Background: HIV-1 pre-exposure prophylaxis (PrEP) has focused predominantly on the protective efficacy in receptive sex, with limited research on dosing requirements for insertive sex.
We pre-clinically assessed the ex vivo pharmacokinetic/pharmacodynamic (PK/PD) profile of
tenofovir (TFV) and tenofovir alafenamide (TAF) in foreskin tissue. Methods: Inner and outer fore-skin explants were exposed to serial dilutions of TFV or TAF prior to addition of HIV-1BaL at a high
(HVT) or a low viral titer (LVT).
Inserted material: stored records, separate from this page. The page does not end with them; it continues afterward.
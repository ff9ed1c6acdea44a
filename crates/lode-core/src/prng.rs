// SPDX-License-Identifier: Apache-2.0
// © James Ross Ω FLYING•ROBOTS <https://github.com/flyingrobots>
//! Seeded pseudo-randomness for the simulation.
//!
//! The world carries one `xoroshiro128+` stream per named consumer
//! (`rat.wander`, `world.scatter`, `effects.blood`). Each stream seeds from
//! `seed_value(world_seed, label)` so adding a consumer never perturbs the
//! sequences other consumers observe. Wall-clock time never feeds a stream.
//!
//! Not cryptographically secure; gameplay use only.

use blake3::Hasher;

/// Derives a 64-bit stream seed from the world seed and a stream label.
///
/// Stable across platforms: the blake3 digest of `world_seed ++ 0x00 ++
/// label`, folded little-endian from its first eight bytes.
#[must_use]
pub fn seed_value(world_seed: &str, label: &str) -> u64 {
    let mut hasher = Hasher::new();
    hasher.update(world_seed.as_bytes());
    hasher.update(&[0u8]);
    hasher.update(label.as_bytes());
    let digest = hasher.finalize();
    let bytes = digest.as_bytes();
    u64::from_le_bytes([
        bytes[0], bytes[1], bytes[2], bytes[3], bytes[4], bytes[5], bytes[6], bytes[7],
    ])
}

/// Stateful `xoroshiro128+` generator for deterministic simulation streams.
#[derive(Debug, Clone, Copy)]
pub struct Prng {
    state: [u64; 2],
}

impl Prng {
    /// Constructs a generator from a single 64-bit seed via SplitMix64
    /// expansion. Identical seeds produce identical sequences.
    #[must_use]
    pub fn from_seed_u64(seed: u64) -> Self {
        fn splitmix64(state: &mut u64) -> u64 {
            *state = state.wrapping_add(0x9e37_79b9_7f4a_7c15);
            let mut z = *state;
            z = (z ^ (z >> 30)).wrapping_mul(0xbf58_476d_1ce4_e5b9);
            z = (z ^ (z >> 27)).wrapping_mul(0x94d0_49bb_1331_11eb);
            z ^ (z >> 31)
        }

        let mut sm_state = seed;
        let mut state = [splitmix64(&mut sm_state), splitmix64(&mut sm_state)];
        if state[0] == 0 && state[1] == 0 {
            state[0] = 0x9e37_79b9_7f4a_7c15;
        }
        Self { state }
    }

    /// Constructs a named sub-stream for `label` under `world_seed`.
    #[must_use]
    pub fn stream(world_seed: &str, label: &str) -> Self {
        Self::from_seed_u64(seed_value(world_seed, label))
    }

    fn next_u64(&mut self) -> u64 {
        let s0 = self.state[0];
        let mut s1 = self.state[1];
        let result = s0.wrapping_add(s1);

        s1 ^= s0;
        self.state[0] = s0.rotate_left(55) ^ s1 ^ (s1 << 14);
        self.state[1] = s1.rotate_left(36);

        result
    }

    /// Returns the next float in `[0, 1)`.
    ///
    /// Fills the float64 mantissa from the high 52 bits of the state so the
    /// sampling does not depend on a platform RNG.
    pub fn next_f64(&mut self) -> f64 {
        let raw = self.next_u64();
        let bits = (raw >> 12) | 0x3ff0_0000_0000_0000;
        f64::from_bits(bits) - 1.0
    }

    /// Returns the next integer in the inclusive range `[min, max]`.
    ///
    /// Rejection sampling avoids modulo bias.
    pub fn next_int(&mut self, min: i64, max: i64) -> i64 {
        debug_assert!(min <= max, "invalid range: {min}..={max}");
        if min >= max {
            return min;
        }
        let span = (max - min) as u64 + 1;
        let value = if span.is_power_of_two() {
            self.next_u64() & (span - 1)
        } else {
            let bound = u64::MAX - u64::MAX % span;
            loop {
                let candidate = self.next_u64();
                if candidate < bound {
                    break candidate % span;
                }
            }
        };
        min + value as i64
    }

    /// Returns a point uniformly sampled in the square of half-width
    /// `radius` centered on `(cx, cy)`.
    pub fn next_point_near(&mut self, cx: f64, cy: f64, radius: f64) -> (f64, f64) {
        let dx = (self.next_f64() * 2.0 - 1.0) * radius;
        let dy = (self.next_f64() * 2.0 - 1.0) * radius;
        (cx + dx, cy + dy)
    }
}

#[cfg(test)]
mod tests {
    use super::*;

    #[test]
    fn seed_value_is_stable_and_label_sensitive() {
        let a = seed_value("world", "rat.wander");
        let b = seed_value("world", "rat.wander");
        let c = seed_value("world", "effects.blood");
        assert_eq!(a, b);
        assert_ne!(a, c);
    }

    #[test]
    fn streams_with_same_seed_match() {
        let mut a = Prng::stream("seed", "world.scatter");
        let mut b = Prng::stream("seed", "world.scatter");
        for _ in 0..16 {
            assert_eq!(a.next_int(0, 1000), b.next_int(0, 1000));
        }
    }

    #[test]
    fn next_int_returns_single_value_for_equal_bounds() {
        let mut prng = Prng::from_seed_u64(42);
        assert_eq!(prng.next_int(7, 7), 7);
    }

    #[test]
    fn next_int_stays_in_bounds() {
        let mut prng = Prng::from_seed_u64(0xDEAD_BEEF);
        for _ in 0..256 {
            let v = prng.next_int(-10, 10);
            assert!((-10..=10).contains(&v));
        }
    }

    #[test]
    fn next_f64_stays_in_unit_interval() {
        let mut prng = Prng::from_seed_u64(1);
        for _ in 0..256 {
            let v = prng.next_f64();
            assert!((0.0..1.0).contains(&v));
        }
    }
}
Infection was assessed by measurement of p24 in foreskin culture
supernatants. TFV, TAF and TFV-diphosphate (TFV-DP) concentrations were measured in tissue,
culture supernatants, dosing and washing solutions. Results: Dose-response curves were obtained
for both drugs with greater potency observed against LVT. Inhibitory equivalency mimicking oral
dosing was defined between 1 mg/mL of TFV and 15 µg/mL of TAF against HVT challenge. Concentrations of TFV-DP in foreskin explants were approximately 6-fold higher after ex vivo dosing
with TAF than with TFV. Statistically significant negative linear correlations were observed between explant levels of TFV or TFV-DP and p24 concentrations following HVT. Conclusions: Pre-clinical evaluation of TAF in foreskin explants revealed greater potency than TFV against penile
HIV transmission. Clinical evaluation is underway to support this finding.